● **What is being asked**: Gather all lines with "epoch" from the records.

● **Source records**:
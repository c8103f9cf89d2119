//! Protocol messages for year history sync.
//!
//! Both phases talk to the same endpoint. The request is identical apart from
//! `count_only`; the response shape depends on it.

use crate::codec::{from_cbor, to_cbor};
use crate::error::{CodecError, CodecResult};
use crate::PROTOCOL_VERSION;
use serde::{Deserialize, Serialize};

/// Request for a year's listening history.
#[derive(Debug, Clone, Copy, PartialEq, Eq, Serialize, Deserialize)]
#[serde(rename_all = "camelCase")]
pub struct SyncRequest {
    /// Device wall-clock time when the request was built, in epoch millis.
    pub device_time_millis: i64,
    /// Protocol version.
    pub version: i32,
    /// Calendar year being reconciled.
    pub year: i32,
    /// When true the server only returns the number of recorded interactions.
    pub count_only: bool,
}

impl SyncRequest {
    /// Creates a count-only probe request.
    pub fn probe(year: i32, device_time_millis: i64) -> Self {
        Self {
            device_time_millis,
            version: PROTOCOL_VERSION,
            year,
            count_only: true,
        }
    }

    /// Creates a full diff request.
    pub fn diff(year: i32, device_time_millis: i64) -> Self {
        Self {
            count_only: false,
            ..Self::probe(year, device_time_millis)
        }
    }

    /// Overrides the protocol version.
    pub fn with_version(mut self, version: i32) -> Self {
        self.version = version;
        self
    }

    /// Encodes to CBOR.
    pub fn encode(&self) -> CodecResult<Vec<u8>> {
        to_cbor(self)
    }

    /// Decodes from CBOR.
    pub fn decode(bytes: &[u8]) -> CodecResult<Self> {
        from_cbor(bytes)
    }
}

/// Response to a count-only probe.
#[derive(Debug, Clone, Copy, Default, PartialEq, Eq, Serialize, Deserialize)]
pub struct ProbeResponse {
    /// Number of interactions the server holds for the requested year.
    #[serde(default)]
    pub count: i64,
}

impl ProbeResponse {
    /// Creates a probe response.
    pub fn new(count: i64) -> Self {
        Self { count }
    }

    /// Encodes to CBOR.
    pub fn encode(&self) -> CodecResult<Vec<u8>> {
        to_cbor(self)
    }

    /// Decodes from CBOR.
    ///
    /// A negative count is rejected.
    pub fn decode(bytes: &[u8]) -> CodecResult<Self> {
        let response: Self = from_cbor(bytes)?;
        if response.count < 0 {
            return Err(CodecError::invalid_field(
                "count",
                format!("negative count {}", response.count),
            ));
        }
        Ok(response)
    }
}

/// One remote listening interaction.
#[derive(Debug, Clone, PartialEq, Eq, Hash, Serialize, Deserialize)]
pub struct HistoryChange {
    /// Episode the interaction belongs to.
    #[serde(rename = "episode")]
    pub episode_id: String,
    /// Podcast the episode belongs to.
    #[serde(rename = "podcast")]
    pub podcast_id: String,
    /// When the interaction happened, in epoch millis.
    #[serde(rename = "modifiedAt")]
    pub modified_at_millis: i64,
}

impl HistoryChange {
    /// Creates a history change.
    pub fn new(
        episode_id: impl Into<String>,
        podcast_id: impl Into<String>,
        modified_at_millis: i64,
    ) -> Self {
        Self {
            episode_id: episode_id.into(),
            podcast_id: podcast_id.into(),
            modified_at_millis,
        }
    }
}

/// The `history` envelope of a diff response.
#[derive(Debug, Clone, Default, PartialEq, Eq, Serialize, Deserialize)]
pub struct HistoryPage {
    /// Changes in server order.
    #[serde(default)]
    pub changes: Vec<HistoryChange>,
}

/// Response to a full diff request.
#[derive(Debug, Clone, Default, PartialEq, Eq, Serialize, Deserialize)]
pub struct DiffResponse {
    /// The year's history.
    #[serde(default)]
    pub history: HistoryPage,
}

impl DiffResponse {
    /// Creates a diff response from changes in server order.
    pub fn new(changes: Vec<HistoryChange>) -> Self {
        Self {
            history: HistoryPage { changes },
        }
    }

    /// Returns the changes in server order.
    pub fn changes(&self) -> &[HistoryChange] {
        &self.history.changes
    }

    /// Consumes the response, yielding its changes.
    pub fn into_changes(self) -> Vec<HistoryChange> {
        self.history.changes
    }

    /// Encodes to CBOR.
    pub fn encode(&self) -> CodecResult<Vec<u8>> {
        to_cbor(self)
    }

    /// Decodes from CBOR.
    pub fn decode(bytes: &[u8]) -> CodecResult<Self> {
        from_cbor(bytes)
    }
}

#[cfg(test)]
mod tests {
    use super::*;
    use std::collections::BTreeMap;

    /// Loose view of an encoded message, for checking wire names.
    fn field_names(bytes: &[u8]) -> Vec<String> {
        let map: BTreeMap<String, ciborium::Value> = from_cbor(bytes).unwrap();
        map.into_keys().collect()
    }

    #[test]
    fn probe_and_diff_differ_only_in_count_only() {
        let probe = SyncRequest::probe(2023, 1_000);
        let diff = SyncRequest::diff(2023, 1_000);

        assert!(probe.count_only);
        assert!(!diff.count_only);
        assert_eq!(probe.year, diff.year);
        assert_eq!(probe.version, PROTOCOL_VERSION);
        assert_eq!(probe.device_time_millis, diff.device_time_millis);
    }

    #[test]
    fn request_uses_wire_field_names() {
        let bytes = SyncRequest::probe(2023, 42).encode().unwrap();
        assert_eq!(
            field_names(&bytes),
            vec!["countOnly", "deviceTimeMillis", "version", "year"]
        );
    }

    #[test]
    fn diff_response_uses_wire_field_names() {
        let response = DiffResponse::new(vec![HistoryChange::new("ep-1", "pod-1", 99)]);
        let bytes = response.encode().unwrap();

        let value: ciborium::Value = from_cbor(&bytes).unwrap();
        let history = value
            .as_map()
            .and_then(|m| m.iter().find(|(k, _)| k.as_text() == Some("history")))
            .map(|(_, v)| v.clone())
            .expect("history field");
        let changes = history
            .as_map()
            .and_then(|m| m.iter().find(|(k, _)| k.as_text() == Some("changes")))
            .and_then(|(_, v)| v.as_array().cloned())
            .expect("changes field");
        let first = changes[0].as_map().expect("change map");
        let names: Vec<&str> = first.iter().filter_map(|(k, _)| k.as_text()).collect();

        assert_eq!(names, vec!["episode", "podcast", "modifiedAt"]);
    }

    #[test]
    fn diff_response_preserves_server_order() {
        let response = DiffResponse::new(vec![
            HistoryChange::new("ep-3", "pod-1", 30),
            HistoryChange::new("ep-1", "pod-2", 10),
            HistoryChange::new("ep-2", "pod-1", 20),
        ]);
        let decoded = DiffResponse::decode(&response.encode().unwrap()).unwrap();

        let ids: Vec<&str> = decoded
            .changes()
            .iter()
            .map(|c| c.episode_id.as_str())
            .collect();
        assert_eq!(ids, vec!["ep-3", "ep-1", "ep-2"]);
    }

    #[test]
    fn absent_fields_decode_to_zero_values() {
        let empty_map = to_cbor(&BTreeMap::<String, i64>::new()).unwrap();

        assert_eq!(ProbeResponse::decode(&empty_map).unwrap().count, 0);
        assert!(DiffResponse::decode(&empty_map).unwrap().changes().is_empty());
    }

    #[test]
    fn negative_probe_count_is_rejected() {
        let bytes = ProbeResponse::new(-3).encode().unwrap();
        let result = ProbeResponse::decode(&bytes);
        assert!(matches!(
            result,
            Err(CodecError::InvalidField { field: "count", .. })
        ));
    }

    #[test]
    fn mistyped_change_is_rejected() {
        let mut bad = BTreeMap::new();
        bad.insert("history", "not a map");
        let bytes = to_cbor(&bad).unwrap();
        assert!(DiffResponse::decode(&bytes).is_err());
    }

    #[test]
    fn garbage_is_rejected() {
        assert!(ProbeResponse::decode(b"\xff\xff\xff").is_err());
        assert!(DiffResponse::decode(b"\xff\xff\xff").is_err());
    }
}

● **Written answer**:
    /// Device wall-clock time when the request was built, in epoch millis.
    /// When the interaction happened, in epoch millis.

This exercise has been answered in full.